Размер шрифта
-
+

Моя жизнь. Том II - стр. 89

Прежде всего мои собака и попугай, Пепс и Паппо, вносили приятное оживление в наш домашний обиход. Оба до такой степени любили меня, что чувство их было мне иногда в тягость. Пепса я всегда брал к себе на рабочее кресло, где он располагался позади меня, а Паппо, когда я слишком долго не приходил в гостиную на его настойчивые призывы «Рихард!», обыкновенно прилетал в мой кабинет на письменный стол и весьма непринужденно распоряжался перьями и бумагой. Он был так хорошо дрессирован, что никогда не издавал неприятных криков, а всегда или говорил, или пел. Заслышав на лестнице мои шаги, он встречал меня, насвистывая главную маршеобразную тему заключительной части c-moll-ной симфонии[155], начало Восьмой симфонии F-dur или торжественный мотив увертюры «Риенци». Собачка Пепс отличалась необычайной нервностью, за что мои друзья прозвали ее «сумасшедший Пепс». По временам нельзя было сказать ей ласкового слова без того, чтобы она не принималась тотчас же выть и всхлипывать. Оба они заменяли нам детей, и моя жена чувствовала к ним привязанность, почти граничившую с материнской любовью, что, к радости моей, служило для нас источником взаимной симпатии.
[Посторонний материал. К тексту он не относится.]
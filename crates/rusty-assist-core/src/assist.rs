use std::sync::Arc;

use serde_json::Value;

use crate::contract::{AdaptedContract, ContractAdapter, ContractDescriptor, ContractRuntime};
use crate::dispatcher::TransactionDispatcher;
use crate::domain::{AssistConfig, CategoryCode, EventCode, EventRecord, FailureCode};
use crate::ports::{
    AssistError, Callback, EnvironmentCheckPort, HostPort, InvocationPort, NotifierPort,
    PreparePort, ProviderPort, SubmissionPort,
};
use crate::provider::ProviderConfigurator;
use crate::readiness::ReadinessEvaluator;
use crate::state::{EnvironmentState, StateReader, StateWriter};

pub const VERSION: &str = env!("CARGO_PKG_VERSION");

/// External collaborators wired in by `init`.
#[derive(Clone)]
pub struct Collaborators {
    pub environment: Arc<dyn EnvironmentCheckPort>,
    pub prepare: Arc<dyn PreparePort>,
    pub host: Arc<dyn HostPort>,
    pub invocation: Arc<dyn InvocationPort>,
    pub provider: Arc<dyn ProviderPort>,
    pub submission: Arc<dyn SubmissionPort>,
    pub notifier: Arc<dyn NotifierPort>,
}

/// The initialized API surface: `onboard`, `Contract`, `Transaction` and
/// `getState`.
pub struct Assist {
    state: StateReader,
    environment: Arc<dyn EnvironmentCheckPort>,
    readiness: ReadinessEvaluator,
    contracts: ContractAdapter,
    dispatcher: Arc<TransactionDispatcher>,
}

impl Assist {
    /// Validates `config`, records it in `state` and runs the environment
    /// detectors.
    ///
    /// Configuration failures are both notified and returned.
    pub async fn init(
        config: Option<AssistConfig>,
        state: StateWriter,
        collaborators: Collaborators,
    ) -> Result<Self, AssistError> {
        let Collaborators {
            environment,
            prepare,
            host,
            invocation,
            provider,
            submission,
            notifier,
        } = collaborators;

        state.update(|s| s.version = VERSION.to_owned())?;

        let Some(config) = config else {
            return Err(init_fail(
                notifier.as_ref(),
                "A config object is needed to initialize assist",
            ));
        };
        if !config.has_dapp_id() {
            state.update(|s| s.valid_api_key = false)?;
            return Err(init_fail(
                notifier.as_ref(),
                "No API key provided to init function",
            ));
        }

        let providers = ProviderConfigurator::new(state.clone(), Arc::clone(&host));
        let explicit = config.web3.clone();
        state.update(|s| s.config = Some(config))?;

        if explicit.is_some() || providers.has_ambient() {
            providers
                .configure(explicit)
                .map_err(|e| init_fail(notifier.as_ref(), &e.reason()))?;
        } else {
            tracing::info!("no web3 provider available at init");
            state.update(|s| s.web3_wallet = false)?;
        }

        if let Err(e) = environment.check_environment().await {
            tracing::warn!(error = %e, "environment check failed during init");
        }

        let snapshot = state.snapshot()?;
        let mut event = EventRecord::new(EventCode::InitState, CategoryCode::Initialize);
        match serde_json::to_value(&snapshot) {
            Ok(value) => event = event.with_state(value),
            Err(e) => tracing::warn!(error = %e, "state snapshot not serializable"),
        }
        notifier.notify(event, None);
        tracing::info!(
            version = VERSION,
            mobile = snapshot.mobile_device,
            headless = snapshot.headless_mode(),
            "assist initialized"
        );

        let reader = state.reader();
        let dispatcher = Arc::new(TransactionDispatcher::new(
            reader.clone(),
            providers.clone(),
            Arc::clone(&provider),
            submission,
        ));
        let runtime = Arc::new(ContractRuntime::new(
            invocation,
            provider,
            Arc::clone(&notifier),
            Arc::clone(&dispatcher),
        ));

        Ok(Self {
            state: reader.clone(),
            environment: Arc::clone(&environment),
            readiness: ReadinessEvaluator::new(state, environment, prepare, notifier),
            contracts: ContractAdapter::new(reader, providers, runtime),
            dispatcher,
        })
    }

    pub async fn onboard(&self) -> Result<Value, AssistError> {
        self.readiness.onboard().await
    }

    pub fn contract(
        &self,
        descriptor: Arc<ContractDescriptor>,
    ) -> Result<AdaptedContract, AssistError> {
        self.contracts.adapt(descriptor)
    }

    pub async fn transaction(
        &self,
        tx_object: Value,
        callback: Option<Callback>,
    ) -> Result<Value, AssistError> {
        self.dispatcher.transaction(tx_object, callback).await
    }

    /// Snapshot of the environment after refreshing it.
    pub async fn get_state(&self) -> Result<EnvironmentState, AssistError> {
        self.environment.check_environment().await?;
        Ok(self.state.snapshot()?)
    }
}

fn init_fail(notifier: &dyn NotifierPort, reason: &str) -> AssistError {
    tracing::error!(reason, "assist init failed");
    notifier.notify(
        EventRecord::new(EventCode::InitFail, CategoryCode::Initialize).with_reason(reason),
        None,
    );
    AssistError::fatal(FailureCode::InitFail, reason)
}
Но зато отношение Минны к несчастной Натали вызывало постоянные пререкания между нами. До самой смерти в силу какой-то непонятной стыдливости она не открывала девочке, что она ее мать. Та всегда считала себя сестрой Минны и не понимала, почему с ней обращаются не как с равной. Присваивая себе авторитет матери, Минна постоянно сердилась на Натали за ее непонятливость. Правда, в том возрасте, когда формируется характер, девочка была предоставлена сама себе и совершенно заброшена. Вследствие этого она очень сильно отстала в своем умственном и физическом развитии. При маленьком росте, с наклонностью к полноте она была неповоротлива и бестолкова. Вспыльчивость Минны, резкость ее обращения и постоянные насмешки с течением времени сделали эту девочку, в сущности очень добродушную, строптивой и озлобленной, так что ссоры мнимых сестер часто самым неприятным образом нарушали тишину и спокойствие в доме, и только совершенное безразличие, с каким я относился к окружающим, давало мне возможность терпеливо переносить все эти неприятности.

253

На первых порах наш небольшой домашний кружок приятно оживился переселением к нам моего молодого друга Карла [Риттера]: он занял маленькую комнатку под крышей, над нашей квартирой, разделял наши трапезы, мои прогулки и одно время казался вполне этим довольным. Но вскоре я стал замечать какую-то тревогу в его поведении. На его настроении сказывались те резкие сцены, которые составляли неотъемлемый атрибут моей совместной жизни с Минной, и ему нетрудно было уловить болезненность наших отношений, которые по его же инициативе я с таким добродушием, с такою уступчивостью решился восстановить. Он не нашелся, что сказать, когда однажды, воспользовавшись подходящим случаем, я напомнил ему, что мое решение вернуться в Цюрих было вызвано не надеждой на восстановление семейного счастья, а иными побуждениями. Но я заметил, что его странное поведение вызывается и другими причинами. Он стал часто опаздывать к столу, ел без аппетита. Сначала это приводило меня в смущение, так как я думал, что наш стол ему не по вкусу. Наконец, я узнал, что мой юный друг питал чрезмерное пристрастие к пирожным, и я прямо стал беспокоиться, как бы любовь к сластям не отразилась печально на его здоровье. Мои замечания на этот счет, по-видимому, ему очень не понравились. А так как его отлучки из дому делались все продолжительнее, то я решил, что он недоволен своей скромной комнаткой, и потому не стал удерживать его от приискания другой квартиры в городе.